ABOUT THIS TASK:
Scan the entries for the string "false" and give the number of lines that have it, nothing further.

EXTRACTED INFORMATION:
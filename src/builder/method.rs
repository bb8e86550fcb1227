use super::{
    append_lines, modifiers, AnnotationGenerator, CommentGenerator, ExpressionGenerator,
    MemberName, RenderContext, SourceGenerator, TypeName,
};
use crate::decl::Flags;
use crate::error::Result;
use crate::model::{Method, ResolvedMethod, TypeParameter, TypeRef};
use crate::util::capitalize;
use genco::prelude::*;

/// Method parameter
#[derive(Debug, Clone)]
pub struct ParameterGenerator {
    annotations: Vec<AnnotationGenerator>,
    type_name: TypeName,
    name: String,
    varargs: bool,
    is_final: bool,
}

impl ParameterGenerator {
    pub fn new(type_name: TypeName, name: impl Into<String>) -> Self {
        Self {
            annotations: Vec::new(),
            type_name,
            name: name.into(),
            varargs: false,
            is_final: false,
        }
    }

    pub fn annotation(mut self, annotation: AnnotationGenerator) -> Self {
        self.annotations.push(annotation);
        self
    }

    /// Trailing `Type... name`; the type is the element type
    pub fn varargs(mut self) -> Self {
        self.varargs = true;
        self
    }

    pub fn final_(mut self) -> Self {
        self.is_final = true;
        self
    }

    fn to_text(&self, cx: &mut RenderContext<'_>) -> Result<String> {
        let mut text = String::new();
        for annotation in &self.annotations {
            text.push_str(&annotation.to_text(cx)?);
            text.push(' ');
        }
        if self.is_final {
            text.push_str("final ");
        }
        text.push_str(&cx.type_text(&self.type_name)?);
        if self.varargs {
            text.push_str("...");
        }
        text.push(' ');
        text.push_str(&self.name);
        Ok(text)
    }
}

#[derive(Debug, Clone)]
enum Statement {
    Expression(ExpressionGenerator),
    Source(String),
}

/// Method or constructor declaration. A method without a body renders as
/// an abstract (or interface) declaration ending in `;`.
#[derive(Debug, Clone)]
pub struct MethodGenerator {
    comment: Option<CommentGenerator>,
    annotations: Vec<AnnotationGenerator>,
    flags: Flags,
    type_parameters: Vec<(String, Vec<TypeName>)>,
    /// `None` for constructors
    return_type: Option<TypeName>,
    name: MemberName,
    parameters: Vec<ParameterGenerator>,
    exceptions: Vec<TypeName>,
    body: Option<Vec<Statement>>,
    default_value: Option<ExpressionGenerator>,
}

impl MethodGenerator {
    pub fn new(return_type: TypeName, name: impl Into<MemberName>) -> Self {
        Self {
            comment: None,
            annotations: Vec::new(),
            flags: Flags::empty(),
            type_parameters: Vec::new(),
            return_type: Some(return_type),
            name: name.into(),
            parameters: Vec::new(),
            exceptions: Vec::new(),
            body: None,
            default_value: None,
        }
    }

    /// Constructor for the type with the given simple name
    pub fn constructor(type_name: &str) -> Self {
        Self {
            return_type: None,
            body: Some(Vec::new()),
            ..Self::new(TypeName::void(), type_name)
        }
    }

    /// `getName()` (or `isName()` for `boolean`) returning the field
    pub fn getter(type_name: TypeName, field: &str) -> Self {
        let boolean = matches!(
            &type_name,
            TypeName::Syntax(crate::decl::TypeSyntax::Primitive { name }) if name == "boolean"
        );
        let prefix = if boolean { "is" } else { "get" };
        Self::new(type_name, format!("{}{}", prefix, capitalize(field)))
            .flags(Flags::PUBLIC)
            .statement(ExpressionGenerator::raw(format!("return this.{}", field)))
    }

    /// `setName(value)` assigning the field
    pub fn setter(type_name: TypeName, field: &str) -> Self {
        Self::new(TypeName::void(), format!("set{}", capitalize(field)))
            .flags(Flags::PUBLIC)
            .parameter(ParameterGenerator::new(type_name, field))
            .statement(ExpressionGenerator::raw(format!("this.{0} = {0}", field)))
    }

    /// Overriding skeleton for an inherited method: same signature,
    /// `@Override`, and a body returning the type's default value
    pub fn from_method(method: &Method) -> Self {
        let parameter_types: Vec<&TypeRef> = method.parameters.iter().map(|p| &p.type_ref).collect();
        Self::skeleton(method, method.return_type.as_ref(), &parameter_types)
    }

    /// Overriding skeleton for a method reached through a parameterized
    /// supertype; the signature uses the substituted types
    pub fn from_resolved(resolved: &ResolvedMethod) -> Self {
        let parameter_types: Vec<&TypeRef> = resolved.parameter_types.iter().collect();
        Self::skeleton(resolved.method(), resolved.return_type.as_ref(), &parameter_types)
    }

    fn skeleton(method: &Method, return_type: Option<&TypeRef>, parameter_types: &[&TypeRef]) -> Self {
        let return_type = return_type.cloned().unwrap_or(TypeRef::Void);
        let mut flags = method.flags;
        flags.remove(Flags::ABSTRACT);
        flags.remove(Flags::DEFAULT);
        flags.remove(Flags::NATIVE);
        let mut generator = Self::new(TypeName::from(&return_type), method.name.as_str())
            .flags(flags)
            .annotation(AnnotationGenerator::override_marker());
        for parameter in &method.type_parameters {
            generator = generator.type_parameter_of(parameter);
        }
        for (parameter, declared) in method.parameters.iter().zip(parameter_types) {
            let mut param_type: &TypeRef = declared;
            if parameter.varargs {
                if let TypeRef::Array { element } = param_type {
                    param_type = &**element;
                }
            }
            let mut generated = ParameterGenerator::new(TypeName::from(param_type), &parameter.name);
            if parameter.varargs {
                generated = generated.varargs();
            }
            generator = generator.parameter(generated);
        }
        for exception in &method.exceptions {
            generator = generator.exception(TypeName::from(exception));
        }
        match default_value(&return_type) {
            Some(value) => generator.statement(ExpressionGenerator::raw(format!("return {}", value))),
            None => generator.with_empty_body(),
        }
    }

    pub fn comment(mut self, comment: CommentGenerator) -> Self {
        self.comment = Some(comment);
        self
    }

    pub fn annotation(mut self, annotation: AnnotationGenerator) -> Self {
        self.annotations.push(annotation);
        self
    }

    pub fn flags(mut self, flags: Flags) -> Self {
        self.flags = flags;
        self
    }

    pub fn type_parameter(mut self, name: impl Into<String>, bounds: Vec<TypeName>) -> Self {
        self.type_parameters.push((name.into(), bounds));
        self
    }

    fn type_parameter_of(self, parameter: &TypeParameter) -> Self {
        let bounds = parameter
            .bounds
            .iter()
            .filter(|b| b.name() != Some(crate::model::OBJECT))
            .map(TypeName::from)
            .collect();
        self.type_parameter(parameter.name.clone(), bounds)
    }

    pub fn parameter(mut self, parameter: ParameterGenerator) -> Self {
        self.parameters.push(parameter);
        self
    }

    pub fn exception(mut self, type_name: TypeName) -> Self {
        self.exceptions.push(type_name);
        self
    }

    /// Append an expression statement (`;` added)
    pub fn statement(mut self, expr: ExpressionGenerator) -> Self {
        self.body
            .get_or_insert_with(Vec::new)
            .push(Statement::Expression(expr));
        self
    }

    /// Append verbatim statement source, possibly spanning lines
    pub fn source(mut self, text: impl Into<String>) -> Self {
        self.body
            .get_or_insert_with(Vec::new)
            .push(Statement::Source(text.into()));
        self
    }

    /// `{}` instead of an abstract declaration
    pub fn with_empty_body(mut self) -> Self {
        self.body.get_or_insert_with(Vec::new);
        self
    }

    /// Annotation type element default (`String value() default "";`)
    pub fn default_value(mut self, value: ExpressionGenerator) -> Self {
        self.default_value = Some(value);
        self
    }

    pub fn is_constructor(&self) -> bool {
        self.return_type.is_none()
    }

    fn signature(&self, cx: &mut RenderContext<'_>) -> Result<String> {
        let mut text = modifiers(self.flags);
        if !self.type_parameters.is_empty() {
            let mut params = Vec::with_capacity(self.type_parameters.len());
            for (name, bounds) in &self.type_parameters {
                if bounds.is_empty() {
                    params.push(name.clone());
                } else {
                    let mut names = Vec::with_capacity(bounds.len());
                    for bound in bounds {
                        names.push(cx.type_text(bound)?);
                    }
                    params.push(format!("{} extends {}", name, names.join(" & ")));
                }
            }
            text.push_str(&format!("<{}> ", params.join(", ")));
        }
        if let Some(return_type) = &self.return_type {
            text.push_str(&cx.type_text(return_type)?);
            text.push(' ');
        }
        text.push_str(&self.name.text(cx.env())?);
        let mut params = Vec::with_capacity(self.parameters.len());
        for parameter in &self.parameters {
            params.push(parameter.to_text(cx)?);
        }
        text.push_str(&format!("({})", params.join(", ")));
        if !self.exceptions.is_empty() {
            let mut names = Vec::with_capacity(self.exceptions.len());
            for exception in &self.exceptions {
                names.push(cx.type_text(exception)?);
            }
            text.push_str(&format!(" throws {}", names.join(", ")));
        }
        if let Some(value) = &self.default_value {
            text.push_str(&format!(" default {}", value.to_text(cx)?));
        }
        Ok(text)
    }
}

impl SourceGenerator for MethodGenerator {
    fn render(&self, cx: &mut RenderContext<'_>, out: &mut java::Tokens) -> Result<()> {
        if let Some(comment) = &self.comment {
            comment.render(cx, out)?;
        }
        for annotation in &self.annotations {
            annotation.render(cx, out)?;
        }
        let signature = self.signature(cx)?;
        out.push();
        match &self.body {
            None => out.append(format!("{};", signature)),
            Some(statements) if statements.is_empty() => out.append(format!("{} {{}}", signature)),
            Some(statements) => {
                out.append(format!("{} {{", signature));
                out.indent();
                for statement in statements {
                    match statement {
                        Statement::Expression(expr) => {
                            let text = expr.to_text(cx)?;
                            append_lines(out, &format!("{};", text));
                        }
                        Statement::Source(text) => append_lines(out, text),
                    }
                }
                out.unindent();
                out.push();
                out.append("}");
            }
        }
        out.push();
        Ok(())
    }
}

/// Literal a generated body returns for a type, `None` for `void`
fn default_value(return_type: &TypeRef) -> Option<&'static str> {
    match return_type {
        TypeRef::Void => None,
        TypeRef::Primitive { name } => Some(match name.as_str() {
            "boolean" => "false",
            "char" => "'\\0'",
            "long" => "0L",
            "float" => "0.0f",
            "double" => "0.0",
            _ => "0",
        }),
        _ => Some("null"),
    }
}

SOLVED EXERCISE:
3